2) Hypocrisy alone explains knee-jerk Trump-hatred twisting their logic into “just oppose anything Trump does or says.” HCQ has, for decades, been a harmless easily-acquired anti-malarial drug with evidence of effectiveness in early-stage Wu-flu treatment. Dems: “You’re gonna die!” Tell that to Uganda’s 46 million people routinely taking it—only 55 deaths from COVID.


3) Trump’s travel restrictions worked—to limit infections from abroad, and to elicit unthinking charges of “xenophobia,” “racism” from partisan, hack Democrats. Given New York city’s massive infections and deaths, Trump should have quarantined their travel elsewhere—imagine the howls.
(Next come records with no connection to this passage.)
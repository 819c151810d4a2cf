pub mod fake_code;
pub mod flatten;
pub mod pass;
pub mod safety;
pub mod string_encrypt;

use chakravyuha_analysis::report::ReportData;
use chakravyuha_core::Module;
use rand::rngs::StdRng;
use thiserror::Error;

/// Transform error type encompassing all transform module errors.
#[derive(Debug, Error)]
pub enum Error {
    /// Core operation failed.
    #[error("core operation failed: {0}")]
    Core(#[from] chakravyuha_core::Error),
    /// Generic error.
    #[error("generic error: {0}")]
    Generic(String),
    /// No pass is registered under the requested name.
    #[error("unknown pass name: {0}")]
    UnknownPass(String),
}

/// Transform result type
pub type Result<T> = std::result::Result<T, Error>;

/// The preserved-analyses token handed back to the host after each pass.
#[derive(Debug, Clone, Copy, PartialEq, Eq)]
pub enum PreservedAnalyses {
    /// The pass did not mutate the module.
    All,
    /// The pass mutated the module; host analyses are invalid.
    None,
}

/// Mutable state shared by one pipeline run: the pass RNG and the report
/// aggregator every pass appends its counters to.
pub struct PassContext<'a> {
    pub rng: StdRng,
    pub report: &'a mut ReportData,
}

/// Trait for IR obfuscation transforms.
pub trait Transform: Send + Sync {
    /// Returns the transform's name for logging and identification.
    fn name(&self) -> &'static str;
    /// Applies the transform to the module, returning whether changes were made.
    fn apply(&self, module: &mut Module, cx: &mut PassContext<'_>) -> Result<bool>;
}
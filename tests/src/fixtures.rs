//! Shared module fixtures, built the way a C front end would emit them.

use chakravyuha_core::{
    BinOp, Builder, Callee, Function, Global, IcmpPred, Module, Operand, Ty,
};

pub const TRIPLE: &str = "x86_64-unknown-linux-gnu";

/// Debug logging for a test run; safe to call from every test.
pub fn init_tracing() {
    let _ = tracing_subscriber::fmt()
        .with_max_level(tracing::Level::DEBUG)
        .with_ansi(false)
        .without_time()
        .try_init();
}

/// `int id(int x) { return x; }`, a single-block function.
pub fn id_module() -> Module {
    let mut m = Module::new("id.c", TRIPLE);
    m.add_function(id_function());
    m
}

pub fn id_function() -> Function {
    let mut f = Function::new("id", vec![Function::param("x", Ty::I32)], Ty::I32);
    let entry = f.add_block("entry");
    Builder::new(&mut f, entry).ret(Operand::Arg(0));
    f
}

/// `int abs(int x) { return x < 0 ? -x : x; }` with a phi merge.
pub fn abs_module() -> Module {
    let mut m = Module::new("abs.c", TRIPLE);
    m.add_function(abs_function());
    m
}

pub fn abs_function() -> Function {
    let mut f = Function::new("abs", vec![Function::param("x", Ty::I32)], Ty::I32);
    let entry = f.add_block("entry");
    let neg = f.add_block("neg");
    let done = f.add_block("done");

    let mut b = Builder::new(&mut f, entry);
    let is_neg = b.icmp(IcmpPred::Slt, Operand::Arg(0), b.i32(0));
    b.cond_br(Operand::Value(is_neg), neg, done);

    b.set_block(neg);
    let negated = b.bin(BinOp::Sub, Ty::I32, b.i32(0), Operand::Arg(0));
    b.br(done);

    b.set_block(done);
    let merged = b.phi(
        Ty::I32,
        vec![(Operand::Arg(0), entry), (Operand::Value(negated), neg)],
    );
    b.ret(Operand::Value(merged));
    f
}

/// A switch returning 100/200/300 for 1/2/3, 500 for 4 and 5 (the C source
/// had a 4→5 fallthrough), -1 otherwise.
pub fn switch_module() -> Module {
    let mut m = Module::new("switch.c", TRIPLE);
    let mut f = Function::new("pick", vec![Function::param("x", Ty::I32)], Ty::I32);
    let entry = f.add_block("entry");
    let c1 = f.add_block("case1");
    let c2 = f.add_block("case2");
    let c3 = f.add_block("case3");
    let c45 = f.add_block("case45");
    let def = f.add_block("default");

    let mut b = Builder::new(&mut f, entry);
    b.switch(
        Operand::Arg(0),
        def,
        vec![(1, c1), (2, c2), (3, c3), (4, c45), (5, c45)],
    );
    for (block, val) in [(c1, 100u32), (c2, 200), (c3, 300), (c45, 500)] {
        b.set_block(block);
        b.ret(b.i32(val));
    }
    b.set_block(def);
    b.ret(b.i32(-1i32 as u32));
    m.add_function(f);
    m
}

/// A straight-line chain of `len` blocks that passes its argument through.
/// Every block but the last is a splittable single-successor edge.
pub fn chain_function(name: &str, len: usize) -> Function {
    let mut f = Function::new(name, vec![Function::param("x", Ty::I32)], Ty::I32);
    let blocks: Vec<_> = (0..len).map(|i| f.add_block(&format!("step{i}"))).collect();
    let mut b = Builder::new(&mut f, blocks[0]);
    for window in blocks.windows(2) {
        b.set_block(window[0]);
        b.br(window[1]);
    }
    b.set_block(*blocks.last().unwrap());
    b.ret(Operand::Arg(0));
    f
}

pub fn chain_module(len: usize) -> Module {
    let mut m = Module::new("chain.c", TRIPLE);
    m.add_function(chain_function("through", len));
    m
}

/// A module whose `main` passes a string literal to `puts`.
pub fn hello_module(text: &str) -> Module {
    let mut m = Module::new("hello.c", TRIPLE);
    m.add_global(Global::string(".str", text));
    m.add_function(Function::declaration(
        "puts",
        vec![Function::param("s", Ty::Ptr)],
        Ty::I32,
    ));

    let mut f = Function::new("main", vec![], Ty::I32);
    let entry = f.add_block("entry");
    let tail = f.add_block("tail");
    let mut b = Builder::new(&mut f, entry);
    b.call_direct(Ty::I32, "puts", vec![Operand::global(".str")]);
    b.br(tail);
    b.set_block(tail);
    b.ret(b.i32(0));
    m.add_function(f);
    m
}

/// A function with inline assembly that reads a local string global, plus an
/// innocent sibling. Mirrors hand-written interrupt glue.
pub fn inline_asm_module() -> Module {
    let mut m = Module::new("asm.c", TRIPLE);
    m.add_global(Global::string(".asm_str", "ASM_LOCAL"));

    let mut f = Function::new("port_io", vec![], Ty::Void);
    let entry = f.add_block("entry");
    let out = f.add_block("out");
    let mut b = Builder::new(&mut f, entry);
    b.call(
        Ty::Void,
        Callee::Asm("outb %al, $0x80".into()),
        vec![Operand::global(".asm_str")],
    );
    b.br(out);
    b.set_block(out);
    b.ret_void();
    m.add_function(f);

    m.add_function(abs_function());
    m
}

/// `checkpoint` calls `setjmp`; `caller` calls `checkpoint` and is the only
/// user of a string literal. The taint must reach `caller` transitively.
pub fn setjmp_module() -> Module {
    let mut m = Module::new("sj.c", TRIPLE);
    m.add_global(Global::string(".sj_str", "SETJMP_PATH"));
    m.add_function(Function::declaration(
        "setjmp",
        vec![Function::param("env", Ty::Ptr)],
        Ty::I32,
    ));
    m.add_function(Function::declaration(
        "puts",
        vec![Function::param("s", Ty::Ptr)],
        Ty::I32,
    ));

    let mut f = Function::new("checkpoint", vec![], Ty::I32);
    let entry = f.add_block("entry");
    let out = f.add_block("out");
    let mut b = Builder::new(&mut f, entry);
    let env = b.alloca(Ty::i8_array(200), "env");
    let r = b
        .call_direct(Ty::I32, "setjmp", vec![Operand::Value(env)])
        .unwrap();
    b.br(out);
    b.set_block(out);
    b.ret(Operand::Value(r));
    m.add_function(f);

    let mut f = Function::new("caller", vec![], Ty::I32);
    let entry = f.add_block("entry");
    let out = f.add_block("out");
    let mut b = Builder::new(&mut f, entry);
    let r = b.call_direct(Ty::I32, "checkpoint", vec![]).unwrap();
    b.call_direct(Ty::I32, "puts", vec![Operand::global(".sj_str")]);
    b.br(out);
    b.set_block(out);
    b.ret(Operand::Value(r));
    m.add_function(f);
    m
}
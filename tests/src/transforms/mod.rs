mod fake_code;
mod safety;
mod string_encrypt;
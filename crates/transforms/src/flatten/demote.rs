//! SSA-to-memory demotion.
//!
//! Flattening reshuffles the CFG so thoroughly that keeping dominance intact
//! for SSA registers is hopeless. Before touching any edge we therefore move
//! every value that crosses a block boundary into a stack slot: phis become
//! slot stores at each incoming edge plus one reload where the phi stood, and
//! any remaining register used outside its defining block is spilled right
//! after its definition and reloaded in front of each remote user. Afterwards
//! every non-entry block is self-contained.

use chakravyuha_core::{BlockId, Function, Inst, Operand, Ty, Value};

/// Demote phis first, then cross-block scalars. Leaves no phi behind.
pub fn demote_values_to_memory(f: &mut Function) {
    demote_phis(f);
    demote_cross_block_values(f);
}

fn demote_phis(f: &mut Function) {
    loop {
        let Some((block, idx)) = find_first_phi(f) else {
            break;
        };
        let Inst::Phi { dest, ty, incoming } = f.block_mut(block).insts.remove(idx) else {
            unreachable!()
        };

        let slot = new_entry_slot(f, ty.clone(), "phi.slot");

        // The incoming value is stored where the edge decides: at the tail of
        // each predecessor.
        for (op, pred) in incoming {
            f.block_mut(pred).insts.push(Inst::Store {
                val: op,
                ptr: Operand::Value(slot),
                volatile: false,
            });
        }

        // One reload where the phi stood. The slot was written by whichever
        // predecessor just ran, so this load carries exactly the merged value;
        // remote users of it are picked up by the scalar demotion below.
        let reload = f.fresh_value();
        let insert_at = f.block(block).first_insertion_idx();
        f.block_mut(block).insts.insert(
            insert_at,
            Inst::Load {
                dest: reload,
                ty,
                ptr: Operand::Value(slot),
            },
        );
        f.replace_value_uses(dest, &Operand::Value(reload));
    }
}

fn find_first_phi(f: &Function) -> Option<(BlockId, usize)> {
    for id in f.block_ids() {
        for (idx, inst) in f.block(id).insts.iter().enumerate() {
            if matches!(inst, Inst::Phi { .. }) {
                return Some((id, idx));
            }
        }
    }
    None
}

fn demote_cross_block_values(f: &mut Function) {
    // Allocas stay: they live in the entry block, which keeps dominating
    // everything after flattening.
    let candidates: Vec<(BlockId, Value, Ty)> = f
        .block_ids()
        .iter()
        .flat_map(|&id| {
            f.block(id)
                .insts
                .iter()
                .filter(|inst| !matches!(inst, Inst::Alloca { .. }))
                .filter_map(|inst| Some((id, inst.dest()?, inst.dest_ty()?)))
                .collect::<Vec<_>>()
        })
        .filter(|&(id, v, _)| used_outside(f, id, v))
        .collect();

    for (def_block, value, ty) in candidates {
        let slot = new_entry_slot(f, ty.clone(), "spill.slot");

        // Spill immediately after the definition.
        let def_idx = f
            .block(def_block)
            .insts
            .iter()
            .position(|i| i.dest() == Some(value))
            .expect("definition vanished during demotion");
        f.block_mut(def_block).insts.insert(
            def_idx + 1,
            Inst::Store {
                val: Operand::Value(value),
                ptr: Operand::Value(slot),
                volatile: false,
            },
        );

        // Reload in front of every remote user.
        for user_block in f.block_ids() {
            if user_block == def_block {
                continue;
            }
            let mut i = 0;
            while i < f.block(user_block).insts.len() {
                if uses_value(&f.block(user_block).insts[i], value) {
                    let reload = f.fresh_value();
                    f.block_mut(user_block).insts.insert(
                        i,
                        Inst::Load {
                            dest: reload,
                            ty: ty.clone(),
                            ptr: Operand::Value(slot),
                        },
                    );
                    rewrite_inst(&mut f.block_mut(user_block).insts[i + 1], value, reload);
                    i += 2;
                } else {
                    i += 1;
                }
            }
            let term_uses = f
                .block(user_block)
                .term
                .as_ref()
                .is_some_and(|t| t.operands().iter().any(|op| **op == Operand::Value(value)));
            if term_uses {
                let reload = f.fresh_value();
                f.block_mut(user_block).insts.push(Inst::Load {
                    dest: reload,
                    ty: ty.clone(),
                    ptr: Operand::Value(slot),
                });
                if let Some(term) = &mut f.block_mut(user_block).term {
                    for op in term.operands_mut() {
                        if *op == Operand::Value(value) {
                            *op = Operand::Value(reload);
                        }
                    }
                }
            }
        }
    }
}

fn new_entry_slot(f: &mut Function, ty: Ty, name: &str) -> Value {
    let slot = f.fresh_value();
    let entry = f.entry();
    let idx = f.block(entry).first_insertion_idx();
    f.block_mut(entry).insts.insert(
        idx,
        Inst::Alloca {
            dest: slot,
            ty,
            name: name.to_string(),
        },
    );
    slot
}

fn used_outside(f: &Function, def_block: BlockId, value: Value) -> bool {
    f.block_ids().iter().any(|&id| {
        if id == def_block {
            return false;
        }
        let block = f.block(id);
        block
            .insts
            .iter()
            .any(|inst| uses_value(inst, value))
            || block
                .term
                .as_ref()
                .is_some_and(|t| t.operands().iter().any(|op| **op == Operand::Value(value)))
    })
}

fn uses_value(inst: &Inst, value: Value) -> bool {
    inst.operands().iter().any(|op| **op == Operand::Value(value))
}

fn rewrite_inst(inst: &mut Inst, from: Value, to: Value) {
    for op in inst.operands_mut() {
        if *op == Operand::Value(from) {
            *op = Operand::Value(to);
        }
    }
}
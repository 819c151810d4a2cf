//! The obfuscation report.
//!
//! [`ReportData`] is the aggregator each pass appends counters to; it is
//! owned by the pipeline and handed to passes through their context, never a
//! process-wide singleton. The emit pass finalizes defaults from the module
//! and renders one JSON object to stderr with a stable field order.

use chakravyuha_core::Module;
use chrono::Utc;
use serde::Serialize;
use tracing::debug;

/// Running counters and metadata accumulated across the pass pipeline.
#[derive(Debug, Clone)]
pub struct ReportData {
    pub input_file: String,
    pub output_file: String,
    pub target_platform: String,
    pub obfuscation_level: String,
    pub enable_string_encryption: bool,
    pub enable_control_flow_flattening: bool,
    pub enable_fake_code_insertion: bool,
    pub cycles_completed: u32,

    // String encryption
    pub strings_encrypted: u32,
    pub original_ir_string_data_size: u64,
    pub obfuscated_ir_string_data_size: u64,
    pub string_method: String,

    // Control flow flattening
    pub flattened_functions: u32,
    pub flattened_blocks: u32,
    pub skipped_functions: u32,

    // Fake code insertion
    pub fake_code_blocks_inserted: u32,

    pub passes_run: Vec<String>,

    // IR sizes, measured from the printed module
    pub original_ir_size: u64,
    pub obfuscated_ir_size: u64,
}

impl Default for ReportData {
    fn default() -> Self {
        Self {
            input_file: String::new(),
            output_file: "obfuscated.ll".to_string(),
            target_platform: String::new(),
            obfuscation_level: "medium".to_string(),
            enable_string_encryption: false,
            enable_control_flow_flattening: false,
            enable_fake_code_insertion: false,
            cycles_completed: 1,
            strings_encrypted: 0,
            original_ir_string_data_size: 0,
            obfuscated_ir_string_data_size: 0,
            string_method: String::new(),
            flattened_functions: 0,
            flattened_blocks: 0,
            skipped_functions: 0,
            fake_code_blocks_inserted: 0,
            passes_run: Vec::new(),
            original_ir_size: 0,
            obfuscated_ir_size: 0,
        }
    }
}

impl ReportData {
    /// Fill unset fields from the module: input file from the source name,
    /// target platform from the triple.
    pub fn finalize_defaults(&mut self, module: &Module) {
        if self.input_file.is_empty() {
            self.input_file = if module.name.is_empty() {
                "<stdin>".to_string()
            } else {
                module.name.clone()
            };
        }
        if self.target_platform.is_empty() {
            self.target_platform = if module.target_triple.contains("windows") {
                "windows".to_string()
            } else {
                "linux".to_string()
            };
        }
    }

    /// Snapshot the final report. Measures the obfuscated IR size now, since
    /// emission is the last thing a pipeline does.
    pub fn to_report(&mut self, module: &Module) -> Report {
        self.finalize_defaults(module);
        self.obfuscated_ir_size = module.ir_size();

        Report {
            input_file: self.input_file.clone(),
            output_file: self.output_file.clone(),
            timestamp: Utc::now().format("%Y-%m-%dT%H:%M:%SZ").to_string(),
            input_parameters: InputParameters {
                obfuscation_level: self.obfuscation_level.clone(),
                target_platform: self.target_platform.clone(),
                enable_string_encryption: self.enable_string_encryption,
                enable_control_flow_flattening: self.enable_control_flow_flattening,
                enable_fake_code_insertion: self.enable_fake_code_insertion,
            },
            output_attributes: OutputAttributes {
                original_ir_size: format!("{} bytes", self.original_ir_size),
                obfuscated_ir_size: format!("{} bytes", self.obfuscated_ir_size),
                total_ir_size_change: percent_change(self.original_ir_size, self.obfuscated_ir_size),
                original_ir_string_data_size: format!(
                    "{} bytes",
                    self.original_ir_string_data_size
                ),
                obfuscated_ir_string_data_size: format!(
                    "{} bytes",
                    self.obfuscated_ir_string_data_size
                ),
                string_data_size_change: percent_change(
                    self.original_ir_string_data_size,
                    self.obfuscated_ir_string_data_size,
                ),
            },
            obfuscation_metrics: ObfuscationMetrics {
                cycles_completed: self.cycles_completed,
                passes_run: self.passes_run.clone(),
                string_encryption: StringEncryptionMetrics {
                    count: self.strings_encrypted,
                    method: if self.string_method.is_empty() {
                        "N/A".to_string()
                    } else {
                        self.string_method.clone()
                    },
                },
                control_flow_flattening: ControlFlowFlatteningMetrics {
                    flattened_functions: self.flattened_functions,
                    flattened_blocks: self.flattened_blocks,
                    skipped_functions: self.skipped_functions,
                },
                fake_code_insertion: FakeCodeInsertionMetrics {
                    inserted_blocks: self.fake_code_blocks_inserted,
                },
            },
        }
    }

    /// Render the final report to stderr.
    pub fn emit(&mut self, module: &Module) {
        let report = self.to_report(module);
        match serde_json::to_string_pretty(&report) {
            Ok(json) => eprintln!("{json}"),
            Err(e) => debug!("report serialization failed: {e}"),
        }
    }
}

fn percent_change(before: u64, after: u64) -> String {
    let pct = if before == 0 {
        0.0
    } else {
        (after as f64 - before as f64) / before as f64 * 100.0
    };
    format!("{pct:.2}%")
}

/// The emitted JSON object. Field declaration order is the wire order.
#[derive(Debug, Clone, Serialize)]
pub struct Report {
    #[serde(rename = "inputFile")]
    pub input_file: String,
    #[serde(rename = "outputFile")]
    pub output_file: String,
    pub timestamp: String,
    #[serde(rename = "inputParameters")]
    pub input_parameters: InputParameters,
    #[serde(rename = "outputAttributes")]
    pub output_attributes: OutputAttributes,
    #[serde(rename = "obfuscationMetrics")]
    pub obfuscation_metrics: ObfuscationMetrics,
}

#[derive(Debug, Clone, Serialize)]
pub struct InputParameters {
    #[serde(rename = "obfuscationLevel")]
    pub obfuscation_level: String,
    #[serde(rename = "targetPlatform")]
    pub target_platform: String,
    #[serde(rename = "enableStringEncryption")]
    pub enable_string_encryption: bool,
    #[serde(rename = "enableControlFlowFlattening")]
    pub enable_control_flow_flattening: bool,
    #[serde(rename = "enableFakeCodeInsertion")]
    pub enable_fake_code_insertion: bool,
}

#[derive(Debug, Clone, Serialize)]
pub struct OutputAttributes {
    #[serde(rename = "originalIRSize")]
    pub original_ir_size: String,
    #[serde(rename = "obfuscatedIRSize")]
    pub obfuscated_ir_size: String,
    #[serde(rename = "totalIRSizeChange")]
    pub total_ir_size_change: String,
    #[serde(rename = "originalIRStringDataSize")]
    pub original_ir_string_data_size: String,
    #[serde(rename = "obfuscatedIRStringDataSize")]
    pub obfuscated_ir_string_data_size: String,
    #[serde(rename = "stringDataSizeChange")]
    pub string_data_size_change: String,
}

#[derive(Debug, Clone, Serialize)]
pub struct ObfuscationMetrics {
    #[serde(rename = "cyclesCompleted")]
    pub cycles_completed: u32,
    #[serde(rename = "passesRun")]
    pub passes_run: Vec<String>,
    #[serde(rename = "stringEncryption")]
    pub string_encryption: StringEncryptionMetrics,
    #[serde(rename = "controlFlowFlattening")]
    pub control_flow_flattening: ControlFlowFlatteningMetrics,
    #[serde(rename = "fakeCodeInsertion")]
    pub fake_code_insertion: FakeCodeInsertionMetrics,
}

#[derive(Debug, Clone, Serialize)]
pub struct StringEncryptionMetrics {
    pub count: u32,
    pub method: String,
}

#[derive(Debug, Clone, Serialize)]
pub struct ControlFlowFlatteningMetrics {
    #[serde(rename = "flattenedFunctions")]
    pub flattened_functions: u32,
    #[serde(rename = "flattenedBlocks")]
    pub flattened_blocks: u32,
    #[serde(rename = "skippedFunctions")]
    pub skipped_functions: u32,
}

#[derive(Debug, Clone, Serialize)]
pub struct FakeCodeInsertionMetrics {
    #[serde(rename = "insertedBlocks")]
    pub inserted_blocks: u32,
}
Headlines from 6 months ago: “List: 74 actions taken by Trump to fight virus and bolster economy”; “The Real Coronavirus Chronology Shows Trump Was On Top Of It While Biden Was Mocking The Danger—No media or Nancy Pelosi false narratives or phony Joe Biden campaign ads can change the truth about the real chronology of the coronavirus”; “US was more prepared for pandemic than any other country, Johns Hopkins study found”; “Trump’s Coronavirus Advice Was Inconsistent, But So Were the Experts.”


Current headlines: “People trust the media less than Trump on COVID. Here’s why,” (Stephen L. Miller, 9/12); “The real reason no one is buying the media’s latest deranged lies about Donald Trump” (C. Barron, 9/10); “Democrats’ Opposition to a COVID-19 vaccine could cost lives” (Thefederalist.com, 9/11)


Perhaps Trump’s resounding reelection will deflate Democrat derangement.